US20150019224A1

US20150019224A1 - Voice synthesis device

Info

Publication number: US20150019224A1
Application number: US14/382,282
Authority: US
Inventors: Masanobu Osawa; Tomohiro Iwasaki
Original assignee: Mitsubishi Electric Corp
Current assignee: Mitsubishi Electric Corp
Priority date: 2012-05-02
Filing date: 2012-05-02
Publication date: 2015-01-15
Also published as: DE112012006308B4; JPWO2013164870A1; JP5570675B2; WO2013164870A1; DE112012006308T5

Abstract

A voice synthesis device according to the present invention regularly recognizes the contents of an utterance made by a passenger or the like, and specifies a word before abbreviation corresponding to an abbreviation included in a facility name or the like which is included in the utterance contents by using the facility name or the like. Therefore, the voice synthesis device can read the abbreviation out loud while preventing the passenger from being forced to perform a burdensome operation of, for example, registering the word before abbreviation corresponding to the abbreviation and using a reading method familiar to and appropriate for the passenger.

Description

FIELD OF THE INVENTION

The present invention relates to a voice synthesis device that generates a synthesized voice from an inputted character string and reads the synthesized voice out loud.
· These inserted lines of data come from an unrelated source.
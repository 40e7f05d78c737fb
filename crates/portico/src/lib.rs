//! # Portico
//!
//! **Async HTTP server framework built around an explicit request
//! pipeline**
//!
//! Portico composes middleware, guards, and interceptors around a
//! terminal endpoint handler, with a pluggable error-handling escape
//! path:
//!
//! ```text
//! Request → global steps → group steps → route steps → handler
//!                                                         ↓
//! Response ←──────────── error handler on Err ←───────────┘
//! ```
//!
//! - **Explicit registration** – routes and pipeline steps are plain
//!   builder calls; no reflection, no attribute metadata.
//! - **Closed step variants** – every chain entry is a middleware, a
//!   guard, or an interceptor, fixed at registration time.
//! - **Send-once responses** – the response writer seals exactly
//!   once; double sends fail loudly.
//! - **Scoped dependency injection** – transient, singleton, and
//!   request-scoped lifetimes on an explicitly threaded container.
//!
//! ## Quick Start
//!
//! ```rust,ignore
//! use portico::prelude::*;
//! use http::{Method, StatusCode};
//!
//! #[tokio::main]
//! async fn main() -> Result<(), Box<dyn std::error::Error>> {
//!     let app = App::builder()
//!         .middleware(RequestLogStage::new())
//!         .route(Method::GET, "/users/:id", handler_fn(|req, res| {
//!             Box::pin(async move {
//!                 let id = req.require_param("id")?.to_string();
//!                 res.status(StatusCode::OK).json(&serde_json::json!({"id": id}))?;
//!                 Ok(())
//!             })
//!         }))
//!         .build()?;
//!
//!     let config = ServerConfig::builder().http_addr("0.0.0.0:8080").build();
//!     Server::new(config, app).run().await?;
//!     Ok(())
//! }
//! ```

#![doc(html_root_url = "https://docs.rs/portico/0.1.0")]
#![warn(missing_docs)]
#![forbid(unsafe_code)]

// Re-export core types
pub use portico_core as core;

// Re-export router types
pub use portico_router as router;

// Re-export pipeline types
pub use portico_pipeline as pipeline;

// Re-export server types
pub use portico_server as server;

// Re-export telemetry types
pub use portico_telemetry as telemetry;

/// Prelude module for convenient imports.
///
/// # Example
///
/// ```rust,ignore
/// use portico::prelude::*;
/// ```
pub mod prelude {
    pub use portico_core::{
        HttpError, HttpResult, ProblemDetails, RequestBody, RequestContext, RequestId, Response,
        ResponseWriter, UserClaims,
    };

    // Re-export DI types
    pub use portico_core::di::{Container, Inject, Lifetime, ScopedContainer};

    // Re-export pipeline types
    pub use portico_pipeline::{
        BoxFuture, ChainStrategy, DefaultErrorHandler, Denial, ErrorHandler, FnGuard,
        FnInterceptor, FnMiddleware, Guard, GuardOutcome, Interceptor, Middleware, Next, Pipeline,
        PipelineStep, PredicateGuard, ProblemDetailsHandler, Terminal,
    };

    // Re-export built-in stages
    pub use portico_pipeline::stages::{RequestIdStage, RequestLogStage};

    // Re-export server types
    pub use portico_server::{
        handler_fn, App, AppBuilder, Handler, RouteGroup, RouteOptions, Server, ServerConfig,
        ServerHandle, ShutdownSignal,
    };

    // Re-export telemetry init helpers
    pub use portico_telemetry::logging::{init_logging, LogConfig};
    pub use portico_telemetry::metrics::{init_metrics, MetricsConfig};
}
//! # Portico Test
//!
//! In-memory HTTP testing for Portico applications: drive an
//! [`App`](portico_server::App) through its dispatch layer without
//! binding a TCP listener.
//!
//! # Example
//!
//! ```rust
//! use portico_server::{App, handler_fn};
//! use portico_test::TestClient;
//! use http::{Method, StatusCode};
//!
//! # tokio_test::block_on(async {
//! let app = App::builder()
//!     .route(Method::GET, "/ping", handler_fn(|_req, res| {
//!         Box::pin(async move {
//!             res.status(StatusCode::OK).text("pong");
//!             Ok(())
//!         })
//!     }))
//!     .build()
//!     .unwrap();
//!
//! let client = TestClient::new(app);
//! let response = client.get("/ping").send().await;
//! assert_eq!(response.status_code(), 200);
//! assert_eq!(response.text().unwrap(), "pong");
//! # });
//! ```

#![doc(html_root_url = "https://docs.rs/portico-test/0.1.0")]
#![warn(missing_docs)]
#![forbid(unsafe_code)]

pub mod client;
pub mod error;
pub mod request;
pub mod response;

pub use client::{TestClient, TestClientRequest};
pub use error::TestError;
pub use request::{TestRequest, TestRequestBuilder};
pub use response::TestResponse;
//! Normalized chain entries.
//!
//! [`PipelineStep`] is the closed union of everything that can occupy
//! a position in the chain. Guards and interceptors are adapted here,
//! at the position they were declared: a guard that denies writes the
//! denial and never calls `next`; an interceptor runs its side effect
//! and always continues.

use std::sync::Arc;

use portico_core::{HttpResult, RequestContext, ResponseWriter};

use crate::guard::{Denial, Guard, GuardOutcome};
use crate::interceptor::Interceptor;
use crate::middleware::{BoxFuture, Middleware, Next};

/// One normalized entry in a middleware chain.
///
/// The variant is fixed at registration time; per-request execution
/// dispatches on the tag, not on runtime shape checks.
#[derive(Clone)]
pub enum PipelineStep {
    /// A plain middleware step.
    Middleware(Arc<dyn Middleware>),
    /// A guard adapted into the chain.
    Guard(Arc<dyn Guard>),
    /// An interceptor adapted into the chain.
    Interceptor(Arc<dyn Interceptor>),
}

impl PipelineStep {
    /// Wraps a middleware.
    pub fn middleware<M: Middleware>(middleware: M) -> Self {
        Self::Middleware(Arc::new(middleware))
    }

    /// Wraps a guard.
    pub fn guard<G: Guard>(guard: G) -> Self {
        Self::Guard(Arc::new(guard))
    }

    /// Wraps an interceptor.
    pub fn interceptor<I: Interceptor>(interceptor: I) -> Self {
        Self::Interceptor(Arc::new(interceptor))
    }

    /// Returns the declared name of the underlying unit.
    #[must_use]
    pub fn name(&self) -> &'static str {
        match self {
            Self::Middleware(m) => m.name(),
            Self::Guard(g) => g.name(),
            Self::Interceptor(i) => i.name(),
        }
    }

    /// Applies this step and, unless it short-circuits, the rest of
    /// the chain.
    pub(crate) fn apply<'a>(
        &'a self,
        req: &'a mut RequestContext,
        res: &'a mut ResponseWriter,
        next: Next<'a>,
    ) -> BoxFuture<'a, HttpResult<()>> {
        Box::pin(async move {
            match self {
                Self::Middleware(middleware) => middleware.handle(req, res, next).await,
                Self::Guard(guard) => match guard.check(req).await? {
                    GuardOutcome::Allow => next.run(req, res).await,
                    GuardOutcome::Deny => {
                        write_denial(res, &Denial::default());
                        Ok(())
                    }
                    GuardOutcome::DenyWith(denial) => {
                        tracing::debug!(guard = guard.name(), status = %denial.status, "request denied");
                        write_denial(res, &denial);
                        Ok(())
                    }
                },
                Self::Interceptor(interceptor) => {
                    interceptor.apply(req).await?;
                    next.run(req, res).await
                }
            }
        })
    }
}

impl std::fmt::Debug for PipelineStep {
    fn fmt(&self, f: &mut std::fmt::Formatter<'_>) -> std::fmt::Result {
        let kind = match self {
            Self::Middleware(_) => "Middleware",
            Self::Guard(_) => "Guard",
            Self::Interceptor(_) => "Interceptor",
        };
        f.debug_tuple(kind).field(&self.name()).finish()
    }
}

fn write_denial(res: &mut ResponseWriter, denial: &Denial) {
    res.status(denial.status);
    if res.json(&denial.envelope()).is_err() {
        res.text(denial.message.clone());
    }
}

#[cfg(test)]
mod tests {
    use super::*;
    use crate::guard::PredicateGuard;
    use crate::interceptor::FnInterceptor;
    use crate::middleware::Terminal;
    use http::{Method, StatusCode};
    use portico_core::UserClaims;
    use std::sync::atomic::{AtomicUsize, Ordering};

    fn counting_terminal(counter: Arc<AtomicUsize>) -> Box<Terminal> {
        Box::new(move |_req, res| {
            let counter = Arc::clone(&counter);
            Box::pin(async move {
                counter.fetch_add(1, Ordering::SeqCst);
                res.status(StatusCode::OK).text("handled");
                Ok(())
            })
        })
    }

    #[tokio::test]
    async fn test_allowing_guard_continues() {
        let step = PipelineStep::guard(PredicateGuard::new("open", |_: &RequestContext| true));
        let counter = Arc::new(AtomicUsize::new(0));
        let terminal = counting_terminal(Arc::clone(&counter));

        let mut req = RequestContext::mock(Method::GET, "/");
        let mut res = ResponseWriter::new();
        step.apply(&mut req, &mut res, Next::terminal(terminal.as_ref()))
            .await
            .unwrap();

        assert_eq!(counter.load(Ordering::SeqCst), 1);
        assert_eq!(res.status_code(), Some(StatusCode::OK));
    }

    #[tokio::test]
    async fn test_denying_guard_skips_terminal_with_401() {
        let step = PipelineStep::guard(PredicateGuard::new("closed", |_: &RequestContext| false));
        let counter = Arc::new(AtomicUsize::new(0));
        let terminal = counting_terminal(Arc::clone(&counter));

        let mut req = RequestContext::mock(Method::GET, "/");
        let mut res = ResponseWriter::new();
        step.apply(&mut req, &mut res, Next::terminal(terminal.as_ref()))
            .await
            .unwrap();

        assert_eq!(counter.load(Ordering::SeqCst), 0);
        assert_eq!(res.status_code(), Some(StatusCode::UNAUTHORIZED));
    }

    #[tokio::test]
    async fn test_structured_denial_uses_its_status() {
        let step = PipelineStep::guard(crate::guard::FnGuard::new("admin", |_req| {
            Box::pin(async move {
                Ok(GuardOutcome::DenyWith(Denial::forbidden("admins only")))
            }) as BoxFuture<'_, HttpResult<GuardOutcome>>
        }));
        let counter = Arc::new(AtomicUsize::new(0));
        let terminal = counting_terminal(Arc::clone(&counter));

        let mut req = RequestContext::mock(Method::GET, "/admin");
        let mut res = ResponseWriter::new();
        step.apply(&mut req, &mut res, Next::terminal(terminal.as_ref()))
            .await
            .unwrap();

        assert_eq!(counter.load(Ordering::SeqCst), 0);
        assert_eq!(res.status_code(), Some(StatusCode::FORBIDDEN));
    }

    #[tokio::test]
    async fn test_interceptor_always_continues() {
        let step = PipelineStep::interceptor(FnInterceptor::new("auth", |req: &mut RequestContext| {
            Box::pin(async move {
                req.set_user(UserClaims::new("u-9"));
                Ok(())
            }) as BoxFuture<'_, HttpResult<()>>
        }));
        let counter = Arc::new(AtomicUsize::new(0));
        let terminal = counting_terminal(Arc::clone(&counter));

        let mut req = RequestContext::mock(Method::GET, "/");
        let mut res = ResponseWriter::new();
        step.apply(&mut req, &mut res, Next::terminal(terminal.as_ref()))
            .await
            .unwrap();

        assert_eq!(counter.load(Ordering::SeqCst), 1);
        assert_eq!(req.user().unwrap().subject(), "u-9");
    }

    #[test]
    fn test_step_debug_includes_kind_and_name() {
        let step = PipelineStep::guard(PredicateGuard::new("api-key", |_: &RequestContext| true));
        let debug = format!("{step:?}");
        assert!(debug.contains("Guard"));
        assert!(debug.contains("api-key"));
    }
}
BACKGROUND OF THE INVENTION

In recent years, a function of reading out loud a document, such as an SMS (Short Message Service) message, has become widely available in car navigation systems and so on.
However, it is hard to say that it is possible to appropriately read any type of document out loud. As an example, there is provided reading out of an abbreviation having a plurality of readings, such as “Dr” or “St” included in a facility name, an address name, a road name or the like (referred to as a “facility name or the like” from here on) in a document.
For example, because “St” has two possible readings: “Street” and “Saint”, a problem is that in the case of a road name of “Berkeley St”, whether “St” is “Street” or Saint” cannot be determined and the road name cannot be read out loud appropriately.
To solve this problem, there is provided, for example, a method of specifying how to read an abbreviation out loud by determining whether the position of the abbreviation is at the beginning or the ending of words (a first method). For example, in the case in which “St” which is an abbreviation is at the beginning of words, like in the case of “St Andrews Church”, it is determined that the abbreviation means “Saint”, whereas in the case in which “St” which is an abbreviation is at the ending of words, like in the case of “Berkeley St”, it is determined that the abbreviation means “Street.”
Further, as another method, there is a method of preparing a table defining a facility name or the like including an abbreviation and a facility name or the like which corresponds to the above-mentioned facility name or the like and for which how to read the abbreviation out loud is specified, and, when the facility name or the like including the abbreviation is detected, referring to the table and replacing this facility name or the like by the corresponding facility name or the like and reading this facility name or the like out loud (second method), as described in, for example, patent reference 1.

Claims

1. A voice synthesis device that generates a synthesized voice from inputted character strings, said voice synthesis device comprising:

a voice acquiring unit that detects and acquires an inputted voice;

a voice recognizer that regularly recognizes voice data acquired by said voice acquiring unit when said voice synthesis device is started;

an abbreviation expansion word extractor that extracts abbreviation expansion words from character strings which are a recognition result outputted by said voice recognizer;

an abbreviation expansion rule storage that stores rules for expansion of abbreviations;

a voice synthesizer that generates a synthesized voice from said inputted character strings, and, when generating said synthesized voice, expands an abbreviation included in said inputted character strings by referring to said abbreviation expansion rule storage;

an abbreviation unexpanded word storage that registers words for which said voice synthesizer has failed in expansion of an abbreviation; and

an abbreviation expander that uses the abbreviation expansion words extracted by said abbreviation expansion word extractor to expand an abbreviation included in abbreviation unexpanded words registered in said abbreviation unexpanded word storage by referring to said abbreviation expansion rule storage.

2. The voice synthesis device according to claim 1, wherein said voice synthesis device further comprises an amendment commander that accepts an amendment command, an amendment word acquiring unit that acquires amendment words on a basis of the command accepted by said amendment commander, and an amendment word register that registers the amendment words acquired by said amendment word acquiring unit in said abbreviation unexpanded word storage.

3. The voice synthesis device according to claim 1, wherein said voice synthesis device is mounted in a moving object, the voice inputted to said voice acquiring unit is a passenger's utterance in said moving object, a voice from a radio, or a voice from a television.